85.推測
ギャレと別れて宿に戻るとロビーにトーチ達が居た。
「退屈な街だな。お楽しみは外の街にしかないようだし、フラフラとは出れねえみたいだから今晩は部屋で呑んで寝るよ」
ジェイがそういうと、トーチが仕事を忘れるなと嗜めた。ロガは瞑想している。
「分かった。明日の朝ここで」
「あんたらは楽しめよ」
ジェイはニンマリして俺たちを見送った。
「さてと、貴族リッカは本日閉店よ」
「やっぱり性に合わないか?」
「当たり前でしょ?屋敷暮らしが嫌で村を選んだんだから」
「そうだった、済まん」
「さっきの話分かった?」
「乗船は制限中、但し、貴族の正当な旅行は拒めない」
「公爵が絶対に断れない本物で正面突破なんていかにもアズィらしいやり方ね」
「ギャレはなんなんだ?」
「彼も多分貴族。案内人かなにかの名分ならこれも拒めない」
「貴族は信用が違うな」
「他の貴族の領地で何かしたら賠償や領地没収されるからね。下手したら戦争よ?」
「アズィは何かしようとしているが…」
「あの人は異常よ。領地没収かメンツならメンツを取るような男だわ」
部屋に戻る前にリッカが頼んだワインと名前すら分からない小洒落た料理が部屋に届いた。見た目にはテリーヌだがデカい。リッカは給仕をすぐに下がらせて俺たちは食事をしながら話を続けた。

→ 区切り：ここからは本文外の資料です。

/// In-memory usage store using `std::sync::RwLock` (not tokio — matches the
/// codebase pattern for locks never held across `.await`). Used in tests and
/// in deployments without a database.
pub struct InMemoryUsageStore {
    users: RwLock<HashMap<i64, UserRecord>>,
    messages: RwLock<Vec<MessageRecord>>,
    licenses: RwLock<HashMap<String, LicensePlan>>,
    validations: RwLock<HashMap<i64, Vec<LicenseValidation>>>,
}

impl InMemoryUsageStore {
    pub fn new() -> Self {
        Self {
            users: RwLock::new(HashMap::new()),
            messages: RwLock::new(Vec::new()),
            licenses: RwLock::new(HashMap::new()),
            validations: RwLock::new(HashMap::new()),
        }
    }

    /// Seed a known-good license key.
    pub fn register_license(
        &self,
        key: impl Into<String>,
        plan: impl Into<String>,
        expires_at: Option<DateTime<Utc>>,
        features: Vec<String>,
    ) {
        if let Ok(mut licenses) = self.licenses.write() {
            licenses.insert(
                key.into(),
                LicensePlan {
                    plan: plan.into(),
                    expires_at,
                    features,
                },
            );
        }
    }

    fn poisoned(e: impl std::fmt::Display) -> Error {
        Error::Store(format!("lock poisoned: {e}"))
    }
}

impl Default for InMemoryUsageStore {
    fn default() -> Self {
        Self::new()
    }
}

impl UsageStore for InMemoryUsageStore {
    async fn record_message(&self, record: &MessageRecord) -> Result<(), Error> {
        {
            let mut users = self.users.write().map_err(Self::poisoned)?;
            let user = users.entry(record.sender_id).or_default();
            user.message_count += 1;
            if let Some(command) = &record.command {
                user.command_count += 1;
                user.last_command = Some(command.clone());
            }
            user.last_seen_at = Some(record.sent_at);
        }
        let mut messages = self.messages.write().map_err(Self::poisoned)?;
        messages.push(record.clone());
        Ok(())
    }

    async fn validate_license(&self, sender_id: i64, key: &str) -> Result<LicenseCheck, Error> {
        let check = {
            let licenses = self.licenses.read().map_err(Self::poisoned)?;
            match licenses.get(key) {
                Some(plan) if plan.expires_at.is_some_and(|at| at < Utc::now()) => {
                    LicenseCheck::Invalid {
                        reason: "expired".into(),
                    }
                }
                Some(plan) => LicenseCheck::Valid {
                    plan: plan.plan.clone(),
                    expires_at: plan.expires_at,
                    features: plan.features.clone(),
                },
                None => LicenseCheck::Invalid {
                    reason: "unknown key".into(),
                },
            }
        };

        let result = match &check {
            LicenseCheck::Valid { .. } => "valid",
            LicenseCheck::Invalid { .. } => "invalid",
        };
        let mut validations = self.validations.write().map_err(Self::poisoned)?;
        validations
            .entry(sender_id)
            .or_default()
            .push(LicenseValidation {
                key: key.to_string(),
                result: result.into(),
                validated_at: Utc::now(),
            });
        Ok(check)
    }

    async fn recent_validations(
        &self,
        sender_id: i64,
        limit: usize,
    ) -> Result<Vec<LicenseValidation>, Error> {
        let validations = self.validations.read().map_err(Self::poisoned)?;
        let mut list = validations.get(&sender_id).cloned().unwrap_or_default();
        list.reverse(); // newest first
        list.truncate(limit);
        Ok(list)
    }

    async fn link_email(&self, sender_id: i64, email: &str) -> Result<(), Error> {
        let mut users = self.users.write().map_err(Self::poisoned)?;
        users.entry(sender_id).or_default().email = Some(email.to_string());
        Ok(())
    }

    async fn totals(&self) -> Result<UsageTotals, Error> {
        let users = self.users.read().map_err(Self::poisoned)?;
        let messages = self.messages.read().map_err(Self::poisoned)?;
        Ok(UsageTotals {
            users: users.len() as u64,
            messages: messages.len() as u64,
            commands: messages.iter().filter(|m| m.is_command()).count() as u64,
        })
    }

    async fn ping(&self) -> Result<(), Error> {
        Ok(())
    }
}
use std::path::Path;
use std::sync::Arc;

use anyhow::{Context, Result};
use teloxide::Bot;
use tracing::info;
use tracing_subscriber::EnvFilter;

use courier::channel::telegram::TelegramAdapter;
use courier::{ActionsClient, Assistant, CourierConfig, InMemoryUsageStore, Router, UsageStore};

#[tokio::main]
async fn main() -> Result<()> {
    tracing_subscriber::fmt()
        .with_env_filter(EnvFilter::from_default_env())
        .init();

    let config_path = std::env::args()
        .nth(1)
        .unwrap_or_else(|| "courier.toml".into());
    let config = if Path::new(&config_path).exists() {
        CourierConfig::from_file(Path::new(&config_path))
            .with_context(|| format!("failed to load {config_path}"))?
    } else {
        info!(path = %config_path, "config file not found, using defaults");
        CourierConfig::default()
    };

    let token = config
        .telegram
        .resolve_token()
        .context("telegram token required")?;
    let bot = Bot::new(token);

    let actions = ActionsClient::new(&config.actions);
    let assistant = Assistant::from_config(&config);
    info!(primary = assistant.is_primary(), "assistant backend selected");

    #[cfg(feature = "postgres")]
    if let Some(url) = &config.database_url {
        let store = courier::PostgresUsageStore::connect(url)
            .await
            .context("usage store connection failed")?;
        store
            .run_migration()
            .await
            .context("usage store migration failed")?;
        info!("usage store: postgres");
        return run_bot(bot, &config, actions, assistant, store).await;
    }

    if config.database_url.is_some() {
        info!("database_url set but postgres feature disabled, using in-memory store");
    }
    run_bot(bot, &config, actions, assistant, InMemoryUsageStore::new()).await
}

async fn run_bot<U: UsageStore + 'static>(
    bot: Bot,
    config: &CourierConfig,
    actions: ActionsClient,
    assistant: Assistant,
    usage: U,
) -> Result<()> {
    let router = Router::new(actions, assistant, usage);
    let adapter = Arc::new(TelegramAdapter::new(bot, &config.telegram, router));
    info!("courier bot starting (long polling)");
    adapter.run().await;
    Ok(())
}
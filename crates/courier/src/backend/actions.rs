use reqwest::Client;
use serde::Deserialize;
use serde_json::{Value, json};

use crate::config::ActionsConfig;
use crate::error::Error;

/// Task board snapshot: column name → items, in backend order.
#[derive(Debug, Clone, Default, Deserialize)]
pub struct TaskBoard {
    #[serde(default)]
    pub data: serde_json::Map<String, Value>,
}

impl TaskBoard {
    /// Per-column item counts, preserving backend column order.
    pub fn column_counts(&self) -> Vec<(&str, usize)> {
        self.data
            .iter()
            .map(|(column, items)| {
                (
                    column.as_str(),
                    items.as_array().map(Vec::len).unwrap_or(0),
                )
            })
            .collect()
    }

    pub fn is_empty(&self) -> bool {
        self.data.is_empty()
    }
}

/// Deployment phase and its action list.
#[derive(Debug, Clone, Deserialize)]
pub struct DeployPlan {
    pub phase: Option<String>,
    #[serde(default)]
    pub actions: Vec<String>,
}

/// Normalized payload of a named resource lookup.
///
/// The backend answers with `{data: string | {url} | object}`; the three
/// shapes are resolved here so handlers never see the raw value.
#[derive(Debug, Clone, PartialEq)]
pub enum ResourcePayload {
    Text(String),
    Link(String),
    Raw(Value),
}

/// Trait for the structured-action backend (tasks, orders, deployments,
/// named resources). Implementors must be thread-safe (`Send + Sync`).
pub trait ActionsBackend: Send + Sync {
    fn task_board(&self) -> impl std::future::Future<Output = Result<TaskBoard, Error>> + Send;

    /// Order count, optionally filtered by status.
    fn orders(
        &self,
        status: Option<&str>,
    ) -> impl std::future::Future<Output = Result<u64, Error>> + Send;

    fn deploy(
        &self,
        phase: Option<&str>,
    ) -> impl std::future::Future<Output = Result<DeployPlan, Error>> + Send;

    fn resource(
        &self,
        name: &str,
    ) -> impl std::future::Future<Output = Result<ResourcePayload, Error>> + Send;

    /// Liveness probe.
    fn ping(&self) -> impl std::future::Future<Output = Result<(), Error>> + Send;
}

/// HTTP client for the structured-action backend.
///
/// Every request carries the fixed bearer credential; a non-2xx response or
/// transport error becomes an `Error` surfaced at the call site, never retried.
pub struct ActionsClient {
    client: Client,
    base_url: String,
    token: String,
}

impl ActionsClient {
    pub fn new(config: &ActionsConfig) -> Self {
        Self {
            client: Client::new(),
            base_url: config.base_url.trim_end_matches('/').to_string(),
            token: config.token.clone(),
        }
    }

    async fn post(&self, path: &str, body: Value) -> Result<Value, Error> {
        let response = self
            .client
            .post(format!("{}{path}", self.base_url))
            .bearer_auth(&self.token)
            .json(&body)
            .send()
            .await?;

        let status = response.status();
        if !status.is_success() {
            let message = response.text().await.unwrap_or_default();
            return Err(Error::Api {
                status: status.as_u16(),
                message,
            });
        }
        Ok(response.json().await?)
    }
}

impl ActionsBackend for ActionsClient {
    async fn task_board(&self) -> Result<TaskBoard, Error> {
        let value = self.post("/commands/tasks/status", json!({})).await?;
        Ok(serde_json::from_value(value)?)
    }

    async fn orders(&self, status: Option<&str>) -> Result<u64, Error> {
        let value = self.post("/commands/orders/list", orders_body(status)).await?;
        Ok(parse_order_count(&value))
    }

    async fn deploy(&self, phase: Option<&str>) -> Result<DeployPlan, Error> {
        let value = self.post("/commands/deploy", deploy_body(phase)).await?;
        Ok(serde_json::from_value(value)?)
    }

    async fn resource(&self, name: &str) -> Result<ResourcePayload, Error> {
        let value = self.post(&format!("/commands/{name}"), json!({})).await?;
        Ok(normalize_resource(value))
    }

    async fn ping(&self) -> Result<(), Error> {
        self.post("/health", json!({})).await.map(|_| ())
    }
}

/// `{status}` filter body; no filter means an empty body, never an error.
fn orders_body(status: Option<&str>) -> Value {
    match status {
        Some(status) => json!({ "status": status }),
        None => json!({}),
    }
}

fn deploy_body(phase: Option<&str>) -> Value {
    match phase {
        Some(phase) => json!({ "phase": phase }),
        None => json!({}),
    }
}

fn parse_order_count(value: &Value) -> u64 {
    value.get("count").and_then(Value::as_u64).unwrap_or(0)
}

/// Resolve the resource payload shape: plain string, `{url}` object, or
/// anything else verbatim.
fn normalize_resource(value: Value) -> ResourcePayload {
    let payload = match value {
        Value::Object(mut map) if map.contains_key("data") => {
            map.remove("data").unwrap_or(Value::Null)
        }
        other => other,
    };
    match payload {
        Value::String(text) => ResourcePayload::Text(text),
        Value::Object(map) => match map.get("url").and_then(Value::as_str) {
            Some(url) => ResourcePayload::Link(url.to_string()),
            None => ResourcePayload::Raw(Value::Object(map)),
        },
        other => ResourcePayload::Raw(other),
    }
}
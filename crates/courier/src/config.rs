use serde::Deserialize;

use crate::error::Error;

fn default_actions_url() -> String {
    "http://localhost:3300".into()
}

fn default_actions_token() -> String {
    "courier-command-bot".into()
}

fn default_fallback_url() -> String {
    "http://localhost:3200".into()
}

fn default_fallback_model() -> String {
    "ollama/llama3.1:8b".into()
}

fn default_assistant_provider() -> String {
    "nova".into()
}

/// Top-level configuration loaded from `courier.toml`.
#[derive(Debug, Clone, Deserialize)]
pub struct CourierConfig {
    /// Structured-action backend (tasks, orders, deployments, resources).
    #[serde(default)]
    pub actions: ActionsConfig,

    /// Generic chat-completion backend. Used only when no primary
    /// assistant is configured.
    #[serde(default)]
    pub fallback: FallbackConfig,

    /// Primary assistant backend. When present it answers all assistant
    /// queries exclusively; the fallback is never consulted.
    pub assistant: Option<AssistantConfig>,

    /// PostgreSQL URL for the usage store. When absent, usage recording
    /// and license lookups run against the in-memory store.
    pub database_url: Option<String>,

    #[cfg(feature = "telegram")]
    #[serde(default)]
    pub telegram: crate::channel::telegram::TelegramConfig,
}

impl Default for CourierConfig {
    fn default() -> Self {
        Self {
            actions: ActionsConfig::default(),
            fallback: FallbackConfig::default(),
            assistant: None,
            database_url: None,
            #[cfg(feature = "telegram")]
            telegram: Default::default(),
        }
    }
}

/// Connection settings for the structured-action backend.
#[derive(Debug, Clone, Deserialize)]
pub struct ActionsConfig {
    #[serde(default = "default_actions_url")]
    pub base_url: String,
    /// Fixed-identity bearer credential sent with every request.
    #[serde(default = "default_actions_token")]
    pub token: String,
}

impl Default for ActionsConfig {
    fn default() -> Self {
        Self {
            base_url: default_actions_url(),
            token: default_actions_token(),
        }
    }
}

/// Connection settings for the fallback language backend.
#[derive(Debug, Clone, Deserialize)]
pub struct FallbackConfig {
    #[serde(default = "default_fallback_url")]
    pub base_url: String,
    /// Optional `X-API-Key` header value.
    #[serde(default)]
    pub api_key: Option<String>,
    /// Model spec in `provider/model` form.
    #[serde(default = "default_fallback_model")]
    pub model: String,
}

impl Default for FallbackConfig {
    fn default() -> Self {
        Self {
            base_url: default_fallback_url(),
            api_key: None,
            model: default_fallback_model(),
        }
    }
}

/// Connection settings for the primary assistant backend.
#[derive(Debug, Clone, Deserialize)]
pub struct AssistantConfig {
    pub url: String,
    /// Optional `x-api-key` header value.
    #[serde(default)]
    pub api_key: Option<String>,
    #[serde(default = "default_assistant_provider")]
    pub provider: String,
}

impl CourierConfig {
    /// Parse configuration from a TOML string.
    pub fn from_toml(content: &str) -> Result<Self, Error> {
        toml::from_str(content).map_err(|e| Error::Config(e.to_string()))
    }

    /// Load configuration from a TOML file.
    pub fn from_file(path: &std::path::Path) -> Result<Self, Error> {
        let content = std::fs::read_to_string(path)
            .map_err(|e| Error::Config(format!("failed to read {}: {e}", path.display())))?;
        Self::from_toml(&content)
    }
}

#[cfg(test)]
mod tests {
    use super::*;

    #[test]
    fn defaults_when_empty() {
        let config = CourierConfig::from_toml("").unwrap();
        assert_eq!(config.actions.base_url, "http://localhost:3300");
        assert_eq!(config.actions.token, "courier-command-bot");
        assert_eq!(config.fallback.base_url, "http://localhost:3200");
        assert_eq!(config.fallback.model, "ollama/llama3.1:8b");
        assert!(config.assistant.is_none());
        assert!(config.database_url.is_none());
    }

    #[test]
    fn parse_full_config() {
        let toml = r#"
            database_url = "postgres://localhost/courier"

            [actions]
            base_url = "http://actions:3300"
            token = "secret"

            [fallback]
            base_url = "http://llm:3200"
            api_key = "fk"
            model = "ollama/mistral"

            [assistant]
            url = "http://nova:4000/api/assist"
            api_key = "nk"
            provider = "nova"
        "#;
        let config = CourierConfig::from_toml(toml).unwrap();
        assert_eq!(config.actions.base_url, "http://actions:3300");
        assert_eq!(config.actions.token, "secret");
        assert_eq!(config.fallback.api_key.as_deref(), Some("fk"));
        let assistant = config.assistant.unwrap();
        assert_eq!(assistant.url, "http://nova:4000/api/assist");
        assert_eq!(assistant.provider, "nova");
        assert_eq!(
            config.database_url.as_deref(),
            Some("postgres://localhost/courier")
        );
    }

    #[test]
    fn assistant_provider_defaults() {
        let toml = r#"
            [assistant]
            url = "http://nova:4000"
        "#;
        let config = CourierConfig::from_toml(toml).unwrap();
        assert_eq!(config.assistant.unwrap().provider, "nova");
    }

    #[test]
    fn invalid_toml_syntax() {
        let err = CourierConfig::from_toml("not valid {{{").unwrap_err();
        assert!(matches!(err, Error::Config(_)));
    }

    #[test]
    fn missing_file() {
        let err =
            CourierConfig::from_file(std::path::Path::new("/nonexistent/courier.toml")).unwrap_err();
        assert!(err.to_string().contains("failed to read"));
    }
}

「結局、公爵にアズィが楯突いたってのがこの計画の核心でいいのか?」
「そのようね。公爵は自分の領地を荒らすイセカイジンを捕まえて処刑なりしたい。アズィは王の目が先に狙ってた獲物を横取りされるのが許せないから急いで保護で釣った」
リッカは銀貨1枚分のワインを一気に飲み干した。
「ギャレはアズィの無茶によく付き合ったな」
「バレなきゃただの旅行だもの。私たちすら何をどうするか分かってないんだから公爵がいくら見張ったところで分かりっこないんでしょ」
「他人と完璧に入れ替わる力でもあるのかな…」
「そもそも貴族区にどうやって来るのかしら」
「なにかの修理や配達に紛れるとか?」
「無理ね。貴族の使用人を何年か勤めないと貴族区には絶対に入れない。そのイセカイジンはそんな準備はしてないはず」
「そうなのか。観光地はどうだろう?」
「可能性はそっちかな」
「まあ、俺たちの知ったことではないか」
「そうね。何かあってもその時は私たちは何も知らない被害者でいればいいのよ」
それもアズィの計算のうちか。最悪入れ替わりに失敗したところで俺たちには関係ない。もしも杜撰な変装だったらギャレが見捨てて帰国するだろう。
「とにかく他に危ない目に遭うような可能性がないかは明日のギャレの話を聞いてから考えるしかないな」
「じゃあ、話は終わり。飲むわよ」
このあと俺は人生最大の散財をした。